Private Collection, England
Private Collection, Sweden

Literature:

Silvia Benassai, Onorio Marinari, Florence, 2011, no. 81, p. 152, plate 13.

 

Onorio Marinari’s paintings are notable for their sincere devotional character expressed through figures of uncommon sensuality. In this evocative depiction of Mary Magdalene, the saint is placed in a rocky setting at the entrance of a cave. She is here a young woman of exceptional beauty with a delicate rosy complexion and long hair that flows over her shoulders and penitential hairshirt, but remains contained within her crimson robes.

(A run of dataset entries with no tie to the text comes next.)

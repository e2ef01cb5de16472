//! Menu Repository

use super::{RepoError, RepoResult, apply_update};
use crate::db::collections::MENU;
use crate::db::{Collection, DbService};
use crate::utils::PaginationParams;
use shared::models::{Menu, MenuCreate, MenuUpdate};
use shared::util::{new_public_id, now_millis};

#[derive(Clone)]
pub struct MenuRepository {
    menus: Collection,
}

/// A replacement window must open in the future and close after it opens
pub fn in_time_span(start: i64, end: i64, now: i64) -> bool {
    start > now && end > start
}

impl MenuRepository {
    pub fn new(db: &DbService) -> Self {
        Self {
            menus: db.collection(MENU),
        }
    }

    pub async fn find_all(&self, page: Option<&PaginationParams>) -> RepoResult<Vec<Menu>> {
        self.menus.find_all(page).await
    }

    pub async fn find_by_id(&self, id: &str) -> RepoResult<Option<Menu>> {
        self.menus.find_by_key(id).await
    }

    pub async fn create(&self, data: MenuCreate) -> RepoResult<Menu> {
        let now = now_millis();
        let menu = Menu {
            menu_id: new_public_id(),
            name: data.name,
            category: data.category,
            start_date: data.start_date,
            end_date: data.end_date,
            created_at: now,
            updated_at: now,
        };
        let key = menu.menu_id.clone();
        self.menus.insert(&key, menu).await
    }

    /// Partial update. When both dates are supplied the new window is checked
    /// with [`in_time_span`].
    pub async fn update(&self, id: &str, data: MenuUpdate) -> RepoResult<Menu> {
        if let (Some(start), Some(end)) = (data.start_date, data.end_date)
            && !in_time_span(start, end, now_millis())
        {
            return Err(RepoError::InvalidTimeWindow);
        }
        apply_update(&self.menus, "menu_id", id, &data).await
    }
}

She reads in a book supported by her right hand, as she delicately turns a page with her left—the choice of hands subtly indicating that the devotional text is written in Hebrew.  Before her are a skull and a reed cross, the traditional objects of her meditation, while in the shadows at the extreme left appears the small unguent jar associated with her anointing of Christ’s feet.

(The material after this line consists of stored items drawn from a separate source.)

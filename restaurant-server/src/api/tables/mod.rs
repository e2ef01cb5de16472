//! Dining Table API

mod handler;

use axum::{Router, routing::get};

use crate::core::ServerState;

pub fn router() -> Router<ServerState> {
    Router::new()
        .route("/tables", get(handler::list).post(handler::create))
        .route("/tables/{id}", get(handler::get_by_id).patch(handler::update))
}
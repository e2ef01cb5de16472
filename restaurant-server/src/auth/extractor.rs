//! CurrentUser extractor

use axum::{extract::FromRequestParts, http::request::Parts};

use crate::AppError;
use crate::auth::CurrentUser;

/// Read the [`CurrentUser`] placed in the request extensions by
/// [`require_auth`](crate::auth::require_auth).
impl<S> FromRequestParts<S> for CurrentUser
where
    S: Send + Sync,
{
    type Rejection = AppError;

    async fn from_request_parts(parts: &mut Parts, _state: &S) -> Result<Self, Self::Rejection> {
        parts
            .extensions
            .get::<CurrentUser>()
            .cloned()
            .ok_or_else(AppError::not_authenticated)
    }
}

(Marinari’s) paintings are invariably sophisticated in composition and luxurious in color; his style, with its porcelain-like treatment of the flesh and subdued sensuality, represents one of the high points of the Florentine Baroque.

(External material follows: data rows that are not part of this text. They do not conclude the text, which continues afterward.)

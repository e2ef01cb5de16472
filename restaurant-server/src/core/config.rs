use crate::auth::JwtConfig;
use std::time::Duration;
use thiserror::Error;

/// Configuration errors
#[derive(Debug, Error, PartialEq)]
pub enum ConfigError {
    #[error("missing required environment variable {0}")]
    Missing(&'static str),

    #[error("invalid value for {name}: {value}")]
    Invalid { name: &'static str, value: String },
}

/// Datastore connection settings
#[derive(Debug, Clone)]
pub struct DatabaseConfig {
    /// `mem://`, `rocksdb://path` or `ws://host:port`
    pub url: String,
    pub namespace: String,
    pub database: String,
    /// Root credentials, used only when both are set
    pub username: Option<String>,
    pub password: Option<String>,
    /// Upper bound for every single store operation
    pub op_timeout: Duration,
}

impl DatabaseConfig {
    /// In-memory datastore, handy for tests
    pub fn in_memory() -> Self {
        Self {
            url: "mem://".into(),
            namespace: "restaurant".into(),
            database: "restaurant".into(),
            username: None,
            password: None,
            op_timeout: Duration::from_millis(DEFAULT_REQUEST_TIMEOUT_MS),
        }
    }
}

/// Server configuration
///
/// # Environment variables
///
/// | Variable | Default | Notes |
/// |----------|---------|-------|
/// | DATABASE_URL | required | `rocksdb://./data`, `mem://`, `ws://localhost:8000` |
/// | DATABASE_USER / DATABASE_PASSWORD | unset | root sign-in when both set |
/// | DATABASE_NAMESPACE / DATABASE_NAME | restaurant | |
/// | JWT_SECRET | required | |
/// | HTTP_PORT (or PORT) | 8000 | |
/// | REQUEST_TIMEOUT_MS | 100000 | per store operation |
/// | LOG_LEVEL | info | `RUST_LOG` wins when set |
/// | LOG_JSON | false | |
/// | LOG_DIR | unset | enables rotating log files |
/// | ENVIRONMENT | development | |
///
/// # Example
///
/// ```ignore
/// DATABASE_URL=rocksdb://./data JWT_SECRET=change-me HTTP_PORT=8080 cargo run
/// ```
#[derive(Debug, Clone)]
pub struct Config {
    pub database: DatabaseConfig,
    pub jwt: JwtConfig,
    pub http_port: u16,
    pub log_level: String,
    pub log_json: bool,
    pub log_dir: Option<String>,
    /// development | staging | production
    pub environment: String,
}

const DEFAULT_HTTP_PORT: u16 = 8000;
const DEFAULT_REQUEST_TIMEOUT_MS: u64 = 100_000;

impl Config {
    /// Load `.env` if present, then read the process environment
    pub fn from_env() -> Result<Self, ConfigError> {
        dotenv::dotenv().ok();
        Self::from_lookup(|name| std::env::var(name).ok())
    }

    /// Build the configuration from an arbitrary variable source
    pub fn from_lookup<F>(lookup: F) -> Result<Self, ConfigError>
    where
        F: Fn(&str) -> Option<String>,
    {
        let get = |name: &str| lookup(name).filter(|v| !v.trim().is_empty());
        let required = |name: &'static str| get(name).ok_or(ConfigError::Missing(name));

        let http_port = match get("HTTP_PORT") {
            Some(v) => parse("HTTP_PORT", v)?,
            None => match get("PORT") {
                Some(v) => parse("PORT", v)?,
                None => DEFAULT_HTTP_PORT,
            },
        };
        let request_timeout_ms = match get("REQUEST_TIMEOUT_MS") {
            Some(v) => parse("REQUEST_TIMEOUT_MS", v)?,
            None => DEFAULT_REQUEST_TIMEOUT_MS,
        };
        let log_json = match get("LOG_JSON") {
            Some(v) => parse("LOG_JSON", v)?,
            None => false,
        };

        Ok(Self {
            database: DatabaseConfig {
                url: required("DATABASE_URL")?,
                namespace: get("DATABASE_NAMESPACE").unwrap_or_else(|| "restaurant".into()),
                database: get("DATABASE_NAME").unwrap_or_else(|| "restaurant".into()),
                username: get("DATABASE_USER"),
                password: get("DATABASE_PASSWORD"),
                op_timeout: Duration::from_millis(request_timeout_ms),
            },
            jwt: JwtConfig::new(required("JWT_SECRET")?),
            http_port,
            log_level: get("LOG_LEVEL").unwrap_or_else(|| "info".into()),
            log_json,
            log_dir: get("LOG_DIR"),
            environment: get("ENVIRONMENT").unwrap_or_else(|| "development".into()),
        })
    }

    pub fn is_production(&self) -> bool {
        self.environment == "production"
    }

    pub fn is_development(&self) -> bool {
        self.environment == "development"
    }
}

fn parse<T: std::str::FromStr>(name: &'static str, value: String) -> Result<T, ConfigError> {
    value
        .trim()
        .parse()
        .map_err(|_| ConfigError::Invalid { name, value })
}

Marinari was born in Florence in 1627, the son of a relatively unknown painter named Gismondo Marinari. According to his first biographer, Filippo Baldinucci, Onorio studied with his father before entering the studio of his friend and cousin, Carlo Dolci. In his first years working with Dolci the young artist specialized in producing copies of the master’s work—so finely painted they were said to be indistinguishable from their models.  Subsequently, Marinari worked with the painter Volterrano before traveling to Rome and to Lombardy. Known as a pious and intensely religious man, Marinari is known to have designed sundials—he published a treatise on their construction in 1674—as well as having been an accomplished performer of the viola. 

 

Marinari’s career is marked by major religious commissions throughout Tuscany.  Altarpieces in Florentine churches, as well as small devotional paintings for private patrons, are documented from the 1650s to his final decade.  His paintings are invariably sophisticated in composition and luxurious in color; his style, with its porcelain-like treatment of the flesh and subdued sensuality, represents one of the high points of the Florentine Baroque.

 

Dr. Silvia Benassai has confirmed Marinari’s authorship of the Penitent Magdalene and it is published in her monograph on the artist.